═══ Data under study

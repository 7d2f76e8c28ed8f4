pub mod cancel;
pub mod embed;
pub mod error;
pub mod extras;
pub mod folder_classify;
pub mod matcher;
pub mod media;
pub mod reconcile;
pub mod report;
pub mod sidecar;
pub mod store;
pub mod timestamp;
pub mod validate;
pub mod writer;

use std::path::{Path, PathBuf};
use std::time::{Duration, Instant};

use anyhow::Context;
use serde::{Deserialize, Serialize};

pub use cancel::CancellationToken;
pub use error::{CancelledError, EmbedError, SidecarLoadError, SkipReason};
pub use matcher::{CompanionPolicy, MatchConfig, MatchOutcome, RuleChain, DEFAULT_TRUNCATION_LIMIT};
pub use reconcile::{Disposition, FolderSummary, ProcessingRecord, RunSummary};
pub use timestamp::DEFAULT_TIME_ZONE;
pub use validate::{ValidationFinding, ValidationReport};

/// Name of the output folder created inside the input when none is given.
pub const DEFAULT_OUTPUT_DIR: &str = "processed";

fn default_time_zone() -> String {
    DEFAULT_TIME_ZONE.to_string()
}

fn default_truncation_limit() -> usize {
    DEFAULT_TRUNCATION_LIMIT
}

fn default_embed() -> bool {
    true
}

fn default_exiftool() -> PathBuf {
    PathBuf::from("exiftool")
}

#[derive(Debug, Clone, Serialize, Deserialize)]
pub struct ProcessOptions {
    /// Export root holding the "Photos from YYYY" folders
    pub input: PathBuf,
    /// Defaults to `<input>/processed`
    #[serde(default)]
    pub output: Option<PathBuf>,
    /// Defaults to `<input>`
    #[serde(default)]
    pub report_dir: Option<PathBuf>,
    #[serde(default = "default_time_zone")]
    pub time_zone: String,
    /// Folder holding a previous run's `<year>_skipped_files.txt`
    #[serde(default)]
    pub retry_skipped: Option<PathBuf>,
    #[serde(default)]
    pub companion_policy: CompanionPolicy,
    #[serde(default = "default_truncation_limit")]
    pub truncation_limit: usize,
    #[serde(default = "default_embed")]
    pub embed: bool,
    #[serde(default = "default_exiftool")]
    pub exiftool: PathBuf,
}

impl ProcessOptions {
    pub fn new(input: impl Into<PathBuf>) -> Self {
        Self {
            input: input.into(),
            output: None,
            report_dir: None,
            time_zone: default_time_zone(),
            retry_skipped: None,
            companion_policy: CompanionPolicy::default(),
            truncation_limit: DEFAULT_TRUNCATION_LIMIT,
            embed: true,
            exiftool: default_exiftool(),
        }
    }

    pub fn output_dir(&self) -> PathBuf {
        resolve_output(&self.input, self.output.as_deref())
    }

    pub fn report_dir(&self) -> PathBuf {
        self.report_dir.clone().unwrap_or_else(|| self.input.clone())
    }

    pub fn match_config(&self) -> MatchConfig {
        MatchConfig {
            truncation_limit: self.truncation_limit,
            companion_policy: self.companion_policy,
        }
    }
}

/// Options of a validation pass. Matching settings must equal those of the
/// processing run being checked.
#[derive(Debug, Clone, Serialize, Deserialize)]
pub struct ValidateOptions {
    pub input: PathBuf,
    /// Defaults to `<input>/processed`
    #[serde(default)]
    pub output: Option<PathBuf>,
    /// Where reports are written and skip reports are looked up; defaults
    /// to `<input>`
    #[serde(default)]
    pub report_dir: Option<PathBuf>,
    #[serde(default = "default_time_zone")]
    pub time_zone: String,
    #[serde(default)]
    pub companion_policy: CompanionPolicy,
    #[serde(default = "default_truncation_limit")]
    pub truncation_limit: usize,
}

impl ValidateOptions {
    pub fn new(input: impl Into<PathBuf>) -> Self {
        Self {
            input: input.into(),
            output: None,
            report_dir: None,
            time_zone: default_time_zone(),
            companion_policy: CompanionPolicy::default(),
            truncation_limit: DEFAULT_TRUNCATION_LIMIT,
        }
    }

    pub fn output_dir(&self) -> PathBuf {
        resolve_output(&self.input, self.output.as_deref())
    }

    pub fn report_dir(&self) -> PathBuf {
        self.report_dir.clone().unwrap_or_else(|| self.input.clone())
    }

    pub fn match_config(&self) -> MatchConfig {
        MatchConfig {
            truncation_limit: self.truncation_limit,
            companion_policy: self.companion_policy,
        }
    }
}

fn resolve_output(input: &Path, output: Option<&Path>) -> PathBuf {
    output.map_or_else(|| input.join(DEFAULT_OUTPUT_DIR), Path::to_path_buf)
}

/// Cancellation for a run.
#[derive(Debug, Clone, Default)]
pub struct ProcessControl {
    pub cancel_token: Option<CancellationToken>,
}

impl ProcessControl {
    pub fn new() -> Self {
        Self::default()
    }

    pub fn with_cancel_token(mut self, token: CancellationToken) -> Self {
        self.cancel_token = Some(token);
        self
    }
}

/// Type alias for progress callback: (stage, current, total, message)
pub type ProgressCallback = dyn Fn(&str, u64, u64, &str) + Send + Sync;

/// Throttled progress reporter: emits at most every 200ms, plus the final
/// update of a stage.
pub struct ThrottledProgress<'a> {
    inner: &'a ProgressCallback,
    last_emit: std::sync::Mutex<Instant>,
}

impl<'a> ThrottledProgress<'a> {
    const INTERVAL: Duration = Duration::from_millis(200);

    pub fn new(inner: &'a ProgressCallback) -> Self {
        let start = Instant::now().checked_sub(Duration::from_secs(1)).unwrap_or_else(Instant::now);
        Self {
            inner,
            last_emit: std::sync::Mutex::new(start),
        }
    }

    pub fn report(&self, stage: &str, current: u64, total: u64, message: &str) {
        let is_done = current + 1 >= total;
        if !is_done {
            let mut last = self.last_emit.lock().unwrap_or_else(|e| e.into_inner());
            if last.elapsed() < Self::INTERVAL {
                return;
            }
            *last = Instant::now();
        }
        (self.inner)(stage, current, total, message);
    }
}

fn check_input(input: &Path) -> anyhow::Result<()> {
    if !input.is_dir() {
        anyhow::bail!("input folder {} does not exist", input.display());
    }
    Ok(())
}

fn same_folder(a: &Path, b: &Path) -> bool {
    match (a.canonicalize(), b.canonicalize()) {
        (Ok(a), Ok(b)) => a == b,
        _ => a == b,
    }
}

/// Run reconciliation over every year folder of `options.input`.
pub fn process(options: &ProcessOptions, progress_callback: &ProgressCallback) -> anyhow::Result<RunSummary> {
    process_with_control(options, &ProcessControl::default(), progress_callback)
}

pub fn process_with_control(
    options: &ProcessOptions,
    control: &ProcessControl,
    progress_callback: &ProgressCallback,
) -> anyhow::Result<RunSummary> {
    let tp = ThrottledProgress::new(progress_callback);
    if let Some(ref token) = control.cancel_token {
        token.check()?;
    }

    check_input(&options.input)?;
    if let Some(retry) = &options.retry_skipped {
        if same_folder(retry, &options.input) {
            anyhow::bail!("the skipped-files folder must differ from the input folder");
        }
        if !retry.is_dir() {
            anyhow::bail!("skipped-files folder {} does not exist", retry.display());
        }
    }
    let zone = timestamp::parse_zone(&options.time_zone)?;

    let embedder = if options.embed {
        let tool = embed::ExifTool::new(&options.exiftool);
        let version = tool.version().with_context(|| {
            format!(
                "{} is required to embed metadata (or disable embedding)",
                options.exiftool.display()
            )
        })?;
        tracing::info!("Using ExifTool {}", version);
        Some(tool)
    } else {
        None
    };

    let output = options.output_dir();
    let report_dir = options.report_dir();
    std::fs::create_dir_all(&output).with_context(|| format!("cannot create {}", output.display()))?;

    let folders = folder_classify::find_year_folders(&options.input)?;
    if folders.is_empty() {
        tracing::warn!("No year folders found in {}", options.input.display());
        return Ok(RunSummary::default());
    }

    let chain = RuleChain::standard();
    let mut ctx = reconcile::RunContext::new(&chain, options.match_config(), zone, &output);
    if let Some(tool) = &embedder {
        ctx = ctx.with_embedder(tool);
    }
    if let Some(token) = &control.cancel_token {
        ctx = ctx.with_cancel_token(token);
    }

    reconcile::run(&mut ctx, &folders, options.retry_skipped.as_deref(), &report_dir, &tp)
}

/// Check a processed tree against its input.
pub fn validate(options: &ValidateOptions, progress_callback: &ProgressCallback) -> anyhow::Result<ValidationReport> {
    validate_with_control(options, &ProcessControl::default(), progress_callback)
}

pub fn validate_with_control(
    options: &ValidateOptions,
    control: &ProcessControl,
    progress_callback: &ProgressCallback,
) -> anyhow::Result<ValidationReport> {
    let tp = ThrottledProgress::new(progress_callback);
    check_input(&options.input)?;
    let zone = timestamp::parse_zone(&options.time_zone)?;
    let output = options.output_dir();
    if !output.is_dir() {
        anyhow::bail!("output folder {} does not exist", output.display());
    }

    let folders = folder_classify::find_year_folders(&options.input)?;
    let chain = RuleChain::standard();
    let mut validator = validate::Validator::new(&chain, options.match_config(), zone, output);
    validate::run(&mut validator, &folders, &options.report_dir(), &tp, control.cancel_token.as_ref())
}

══════

◆ What the exercise asks:
Report, for the data above, every line in which the string "stage" appears.

◆ Exercise solution:
/// Type alias for progress callback: (stage, current, total, message)
/// update of a stage.
    pub fn report(&self, stage: &str, current: u64, total: u64, message: &str) {
        (self.inner)(stage, current, total, message);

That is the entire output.